Segment Start: LISTED RECORDS
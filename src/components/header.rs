use web_sys::HtmlSelectElement;
use yew::prelude::*;

use super::settings::use_settings;
use crate::config::CURRENCIES;

#[derive(Properties, PartialEq)]
pub struct HeaderProps {
    pub on_currency_change: Callback<String>,
}

#[function_component(Header)]
pub fn header(props: &HeaderProps) -> Html {
    let settings = use_settings();
    let on_change = {
        let on_currency_change = props.on_currency_change.clone();
        Callback::from(move |e: Event| {
            let select: HtmlSelectElement = e.target_unchecked_into();
            on_currency_change.emit(select.value());
        })
    };

    html! {
        <header class="text-center space-y-4">
            <div class="flex items-center justify-center gap-4">
                <h1 class="text-4xl font-bold text-emerald-700">{"Dhanchakra"}</h1>
            </div>
            <p class="text-slate-500 max-w-2xl mx-auto">
                {"Track your expenses, visualize spending patterns, and get insights to reach your financial goals with confidence."}
            </p>
            <div class="flex items-center justify-center gap-2 text-sm">
                <label for="currency" class="text-slate-500">{"Currency"}</label>
                <select id="currency" onchange={on_change} class="px-3 py-1 bg-white border border-slate-200 rounded-lg text-slate-800">
                    { for CURRENCIES.iter().map(|(code, symbol)| html! {
                        <option value={*code} selected={settings.currency_code == *code}>{ format!("{} ({})", code, symbol) }</option>
                    }) }
                </select>
            </div>
        </header>
    }
}
use std::fmt;
use std::str::FromStr;

use chrono::{DateTime, NaiveDate, Utc};
use serde::{Deserialize, Serialize};

#[derive(Clone, Copy, Debug, PartialEq, Eq, Hash, Serialize, Deserialize)]
#[serde(from = "String", into = "String")]
pub enum Category {
    FoodAndDining,
    Transportation,
    Shopping,
    Entertainment,
    BillsAndUtilities,
    Healthcare,
    Travel,
    Education,
    Other,
}

#[derive(Debug, Clone, PartialEq, Eq, thiserror::Error)]
#[error("unknown category `{0}`")]
pub struct UnknownCategory(pub String);

impl Category {
    /// Form order.
    pub const ALL: [Category; 9] = [
        Category::FoodAndDining,
        Category::Transportation,
        Category::Shopping,
        Category::Entertainment,
        Category::BillsAndUtilities,
        Category::Healthcare,
        Category::Travel,
        Category::Education,
        Category::Other,
    ];

    pub fn label(self) -> &'static str {
        match self {
            Category::FoodAndDining => "Food & Dining",
            Category::Transportation => "Transportation",
            Category::Shopping => "Shopping",
            Category::Entertainment => "Entertainment",
            Category::BillsAndUtilities => "Bills & Utilities",
            Category::Healthcare => "Healthcare",
            Category::Travel => "Travel",
            Category::Education => "Education",
            Category::Other => "Other",
        }
    }

    pub fn badge_class(self) -> &'static str {
        match self {
            Category::FoodAndDining => "bg-orange-100 text-orange-800 border-orange-200",
            Category::Transportation => "bg-blue-100 text-blue-800 border-blue-200",
            Category::Shopping => "bg-purple-100 text-purple-800 border-purple-200",
            Category::Entertainment => "bg-pink-100 text-pink-800 border-pink-200",
            Category::BillsAndUtilities => "bg-red-100 text-red-800 border-red-200",
            Category::Healthcare => "bg-green-100 text-green-800 border-green-200",
            Category::Travel => "bg-indigo-100 text-indigo-800 border-indigo-200",
            Category::Education => "bg-yellow-100 text-yellow-800 border-yellow-200",
            Category::Other => "bg-gray-100 text-gray-800 border-gray-200",
        }
    }
}

impl fmt::Display for Category {
    fn fmt(&self, f: &mut fmt::Formatter<'_>) -> fmt::Result {
        f.write_str(self.label())
    }
}

impl FromStr for Category {
    type Err = UnknownCategory;

    fn from_str(s: &str) -> Result<Self, Self::Err> {
        Category::ALL
            .iter()
            .copied()
            .find(|c| c.label() == s)
            .ok_or_else(|| UnknownCategory(s.to_string()))
    }
}

// Stored labels outside the closed set are read back as `Other`.
impl From<String> for Category {
    fn from(label: String) -> Self {
        label.parse().unwrap_or(Category::Other)
    }
}

impl From<Category> for String {
    fn from(category: Category) -> Self {
        category.label().to_string()
    }
}

#[derive(Clone, Debug, PartialEq, Serialize, Deserialize)]
pub struct Expense {
    pub id: String,
    pub amount: f64,
    pub description: String,
    pub category: Category,
    pub date: NaiveDate,
}

impl Expense {
    /// The id is the creation timestamp in milliseconds.
    pub fn new(
        amount: f64,
        description: impl Into<String>,
        category: Category,
        date: NaiveDate,
        created_at: DateTime<Utc>,
    ) -> Self {
        Expense {
            id: created_at.timestamp_millis().to_string(),
            amount,
            description: description.into(),
            category,
            date,
        }
    }
}
use chrono::{DateTime, NaiveDate, Utc};

use crate::model::{Category, Expense};

/// Validation failures surfaced to the user. The messages are shown verbatim.
#[derive(Debug, Clone, Copy, PartialEq, Eq, thiserror::Error)]
pub enum FormError {
    #[error("Please fill in all fields")]
    MissingFields,
    #[error("Please enter a valid amount")]
    InvalidAmount,
}

/// Raw text of the add-expense form.
#[derive(Clone, Debug, Default, PartialEq)]
pub struct ExpenseDraft {
    pub amount: String,
    pub description: String,
    pub category: String,
}

impl ExpenseDraft {
    /// Builds the expense dated `today`, or reports why it cannot be created.
    pub fn validate(&self, today: NaiveDate, now: DateTime<Utc>) -> Result<Expense, FormError> {
        let amount = self.amount.trim();
        let description = self.description.trim();
        let category = self.category.trim();
        if amount.is_empty() || description.is_empty() || category.is_empty() {
            return Err(FormError::MissingFields);
        }

        let amount = parse_amount(amount).ok_or(FormError::InvalidAmount)?;
        let category = category
            .parse::<Category>()
            .map_err(|_| FormError::MissingFields)?;

        Ok(Expense::new(amount, description, category, today, now))
    }
}

fn parse_amount(input: &str) -> Option<f64> {
    input
        .trim()
        .parse::<f64>()
        .ok()
        .filter(|value| value.is_finite() && *value >= 0.0)
}

/// Monthly goal input: must be a positive number.
pub fn parse_goal(input: &str) -> Result<f64, FormError> {
    parse_amount(input)
        .filter(|value| *value > 0.0)
        .ok_or(FormError::InvalidAmount)
}

/// Account balance input: any non-negative number.
pub fn parse_balance(input: &str) -> Result<f64, FormError> {
    parse_amount(input).ok_or(FormError::InvalidAmount)
}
Segment End: LISTED RECORDS
Give all of the entries again, word for word.

filename src/components/header.rs
use web_sys::HtmlSelectElement;
use yew::prelude::*;

use super::settings::use_settings;
use crate::config::CURRENCIES;

#[derive(Properties, PartialEq)]
pub struct HeaderProps {
    pub on_currency_change: Callback<String>,
}

#[function_component(Header)]
pub fn header(props: &HeaderProps) -> Html {
    let settings = use_settings();
    let on_change = {
        let on_currency_change = props.on_currency_change.clone();
        Callback::from(move |e: Event| {
            let select: HtmlSelectElement = e.target_unchecked_into();
            on_currency_change.emit(select.value());
        })
    };

    html! {
        <header class="text-center space-y-4">
            <div class="flex items-center justify-center gap-4">
                <h1 class="text-4xl font-bold text-emerald-700">{"Dhanchakra"}</h1>
            </div>
            <p class="text-slate-500 max-w-2xl mx-auto">
                {"Track your expenses, visualize spending patterns, and get insights to reach your financial goals with confidence."}
            </p>
            <div class="flex items-center justify-center gap-2 text-sm">
                <label for="currency" class="text-slate-500">{"Currency"}</label>
                <select id="currency" onchange={on_change} class="px-3 py-1 bg-white border border-slate-200 rounded-lg text-slate-800">
                    { for CURRENCIES.iter().map(|(code, symbol)| html! {
                        <option value={*code} selected={settings.currency_code == *code}>{ format!("{} ({})", code, symbol) }</option>
                    }) }
                </select>
            </div>
        </header>
    }
}
use std::fmt;
use std::str::FromStr;

use chrono::{DateTime, NaiveDate, Utc};
use serde::{Deserialize, Serialize};

#[derive(Clone, Copy, Debug, PartialEq, Eq, Hash, Serialize, Deserialize)]
#[serde(from = "String", into = "String")]
pub enum Category {
    FoodAndDining,
    Transportation,
    Shopping,
    Entertainment,
    BillsAndUtilities,
    Healthcare,
    Travel,
    Education,
    Other,
}

#[derive(Debug, Clone, PartialEq, Eq, thiserror::Error)]
#[error("unknown category `{0}`")]
pub struct UnknownCategory(pub String);

impl Category {
    /// Form order.
    pub const ALL: [Category; 9] = [
        Category::FoodAndDining,
        Category::Transportation,
        Category::Shopping,
        Category::Entertainment,
        Category::BillsAndUtilities,
        Category::Healthcare,
        Category::Travel,
        Category::Education,
        Category::Other,
    ];

    pub fn label(self) -> &'static str {
        match self {
            Category::FoodAndDining => "Food & Dining",
            Category::Transportation => "Transportation",
            Category::Shopping => "Shopping",
            Category::Entertainment => "Entertainment",
            Category::BillsAndUtilities => "Bills & Utilities",
            Category::Healthcare => "Healthcare",
            Category::Travel => "Travel",
            Category::Education => "Education",
            Category::Other => "Other",
        }
    }

    pub fn badge_class(self) -> &'static str {
        match self {
            Category::FoodAndDining => "bg-orange-100 text-orange-800 border-orange-200",
            Category::Transportation => "bg-blue-100 text-blue-800 border-blue-200",
            Category::Shopping => "bg-purple-100 text-purple-800 border-purple-200",
            Category::Entertainment => "bg-pink-100 text-pink-800 border-pink-200",
            Category::BillsAndUtilities => "bg-red-100 text-red-800 border-red-200",
            Category::Healthcare => "bg-green-100 text-green-800 border-green-200",
            Category::Travel => "bg-indigo-100 text-indigo-800 border-indigo-200",
            Category::Education => "bg-yellow-100 text-yellow-800 border-yellow-200",
            Category::Other => "bg-gray-100 text-gray-800 border-gray-200",
        }
    }
}

impl fmt::Display for Category {
    fn fmt(&self, f: &mut fmt::Formatter<'_>) -> fmt::Result {
        f.write_str(self.label())
    }
}

impl FromStr for Category {
    type Err = UnknownCategory;

    fn from_str(s: &str) -> Result<Self, Self::Err> {
        Category::ALL
            .iter()
            .copied()
            .find(|c| c.label() == s)
            .ok_or_else(|| UnknownCategory(s.to_string()))
    }
}

// Stored labels outside the closed set are read back as `Other`.
impl From<String> for Category {
    fn from(label: String) -> Self {
        label.parse().unwrap_or(Category::Other)
    }
}

impl From<Category> for String {
    fn from(category: Category) -> Self {
        category.label().to_string()
    }
}

#[derive(Clone, Debug, PartialEq, Serialize, Deserialize)]
pub struct Expense {
    pub id: String,
    pub amount: f64,
    pub description: String,
    pub category: Category,
    pub date: NaiveDate,
}

impl Expense {
    /// The id is the creation timestamp in milliseconds.
    pub fn new(
        amount: f64,
        description: impl Into<String>,
        category: Category,
        date: NaiveDate,
        created_at: DateTime<Utc>,
    ) -> Self {
        Expense {
            id: created_at.timestamp_millis().to_string(),
            amount,
            description: description.into(),
            category,
            date,
        }
    }
}
use chrono::{DateTime, NaiveDate, Utc};

use crate::model::{Category, Expense};

/// Validation failures surfaced to the user. The messages are shown verbatim.
#[derive(Debug, Clone, Copy, PartialEq, Eq, thiserror::Error)]
pub enum FormError {
    #[error("Please fill in all fields")]
    MissingFields,
    #[error("Please enter a valid amount")]
    InvalidAmount,
}

/// Raw text of the add-expense form.
#[derive(Clone, Debug, Default, PartialEq)]
pub struct ExpenseDraft {
    pub amount: String,
    pub description: String,
    pub category: String,
}

impl ExpenseDraft {
    /// Builds the expense dated `today`, or reports why it cannot be created.
    pub fn validate(&self, today: NaiveDate, now: DateTime<Utc>) -> Result<Expense, FormError> {
        let amount = self.amount.trim();
        let description = self.description.trim();
        let category = self.category.trim();
        if amount.is_empty() || description.is_empty() || category.is_empty() {
            return Err(FormError::MissingFields);
        }

        let amount = parse_amount(amount).ok_or(FormError::InvalidAmount)?;
        let category = category
            .parse::<Category>()
            .map_err(|_| FormError::MissingFields)?;

        Ok(Expense::new(amount, description, category, today, now))
    }
}

fn parse_amount(input: &str) -> Option<f64> {
    input
        .trim()
        .parse::<f64>()
        .ok()
        .filter(|value| value.is_finite() && *value >= 0.0)
}

/// Monthly goal input: must be a positive number.
pub fn parse_goal(input: &str) -> Result<f64, FormError> {
    parse_amount(input)
        .filter(|value| *value > 0.0)
        .ok_or(FormError::InvalidAmount)
}

/// Account balance input: any non-negative number.
pub fn parse_balance(input: &str) -> Result<f64, FormError> {
    parse_amount(input).ok_or(FormError::InvalidAmount)
}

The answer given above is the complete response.